Like all science, we continually learn more about nutrition through research. While there is still a lot we don’t know about food and nutrition, we have learned much in the past decade. Is the claim consistent with current research?
Where? Where was the claim made?
Does it come from a reliable source? Is it from a .com or a .org or a .gov or a .edu website? Is the site selling something? A book? A supplement? A program?
Why? Why are they bringing it up?
What is their motivation? Understanding this can help you evaluate their claims. What do they stand to gain if you believe their claim?
Nutrition myths can influence what we eat
How we make decisions about what to put on our plates is rarely simple. It’s pretty complex, actually.
Of course we consider our tastes and preferences. But our family’s tastes and preferences, cultural traditions, budgets, values, accessibility, convenience, time, social pressures, and yes, nutrition myths also come into the equation. Remember that no single way of eating works for everyone because we are navigating all of these factors as we choose what to eat.
Some nutrition myths persist because of how some people draw on their personal experiences and the experiences of those around them.
For example, if my friends and I follow certain practices in our diets, and it works for all of us (like say, eating berries every day), then our human bias might lead us to believe that this method works for everyone. We might want to share it on our Instagram pages in an attempt to help other people. While well-intentioned, this is a flawed way of interpreting nutrition science and sharing advice.
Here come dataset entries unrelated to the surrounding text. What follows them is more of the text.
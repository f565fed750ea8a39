pub mod middleware;
pub mod models;

pub use middleware::{auth_middleware, AuthState};
pub use models::{Claims, UserContext};
//! Route configuration and setup.
//!
//! Media routes sit behind the auth middleware; health checks and the
//! OpenAPI document are public.

mod health;

use crate::auth::middleware::{auth_middleware, AuthState};
use crate::constants;
use crate::handlers::{
    image_delete, image_get, image_upload, video_delete, video_get, video_upload,
};
use crate::state::AppState;
use axum::{
    extract::DefaultBodyLimit,
    http::{HeaderValue, Method},
    response::IntoResponse,
    routing::get,
    Json, Router,
};
use medley_core::Config;
use std::sync::Arc;
use tower_http::cors::{AllowOrigin, Any, CorsLayer};
use tower_http::limit::RequestBodyLimitLayer;
use tower_http::trace::TraceLayer;
use utoipa::OpenApi;

/// Setup all application routes
pub async fn setup_routes(
    config: &Config,
    state: Arc<AppState>,
) -> Result<Router<()>, anyhow::Error> {
    let cors = setup_cors(config)?;
    let auth_state = Arc::new(AuthState::new(&config.auth_token_secret));

    let protected_routes = Router::new()
        .route(
            "/videos",
            get(video_get::list_videos)
                .post(video_upload::upload_video)
                .delete(video_delete::delete_video),
        )
        .route(
            "/images",
            get(image_get::list_images)
                .post(image_upload::upload_image)
                .delete(image_delete::delete_image),
        )
        .layer(axum::middleware::from_fn_with_state(
            auth_state,
            auth_middleware,
        ));

    let body_limit = config.max_video_size_bytes.max(config.max_image_size_bytes)
        + constants::BODY_LIMIT_SLACK_BYTES;

    let app = Router::new()
        .route("/healthz", get(health::liveness_check))
        .route("/readyz", get(health::readiness_check))
        .route("/api/openapi.json", get(openapi_json))
        .nest(constants::API_PREFIX, protected_routes)
        .merge(utoipa_rapidoc::RapiDoc::new("/api/openapi.json").path("/docs"))
        .layer(RequestBodyLimitLayer::new(body_limit))
        .layer(DefaultBodyLimit::disable())
        .layer(cors)
        .layer(TraceLayer::new_for_http())
        .with_state(state);

    Ok(app)
}

async fn openapi_json() -> impl IntoResponse {
    Json(crate::api_doc::ApiDoc::openapi())
}

fn setup_cors(config: &Config) -> Result<CorsLayer, anyhow::Error> {
    let cors = if config.cors_origins.contains(&"*".to_string()) {
        tracing::warn!("CORS configured to allow all origins - not recommended for production");
        CorsLayer::new()
            .allow_origin(Any)
            .allow_methods([Method::GET, Method::POST, Method::DELETE, Method::OPTIONS])
            .allow_headers(Any)
    } else {
        let origins: Result<Vec<HeaderValue>, _> =
            config.cors_origins.iter().map(|o| o.parse()).collect();
        let origins = origins.map_err(|e| anyhow::anyhow!("Invalid CORS origin: {}", e))?;
        CorsLayer::new()
            .allow_origin(AllowOrigin::list(origins))
            .allow_methods([Method::GET, Method::POST, Method::DELETE, Method::OPTIONS])
            .allow_headers(Any)
    };
    Ok(cors)
}
use jsonwebtoken::{encode, EncodingKey, Header};
use medley_api::auth::models::Claims;

/// Mint a bearer token for `user_id`, signed with the test secret.
pub fn token_for(user_id: &str) -> String {
    let now = chrono::Utc::now().timestamp();
    let claims = Claims {
        sub: user_id.to_string(),
        exp: now + 3600,
        iat: now,
    };
    encode(
        &Header::default(),
        &claims,
        &EncodingKey::from_secret(super::TEST_TOKEN_SECRET.as_bytes()),
    )
    .expect("Failed to encode test token")
}

/// Authorization header value for `user_id`.
pub fn bearer_for(user_id: &str) -> String {
    format!("Bearer {}", token_for(user_id))
}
Looking to credentialed health professionals can help us to separate myths from facts and leave nutrition myths out of this decision.
What are some common nutrition myths?
Nutrition Myth: Carbohydrates cause weight gain.
Fact: No one nutrient, food, or food group causes weight gain.
Nutrition Myth: Foods with gluten are unhealthy.
Fact: Only some people need to have a gluten-free diet.
Nutrition Myth: A vegetarian or vegan diet does not provide enough protein.
Fact: Many vegetarian foods have protein. Vegetarians and vegans can meet protein needs through careful planning.
Nutrition Myth: Snacking is unhealthy.
Fact: Snacking can be part of healthy eating, even when weight loss is a goal.
Nutrition Myth: Juicing or cleansing is necessary to “detox” your body.
Fact: Our body has natural mechanisms through which to detox.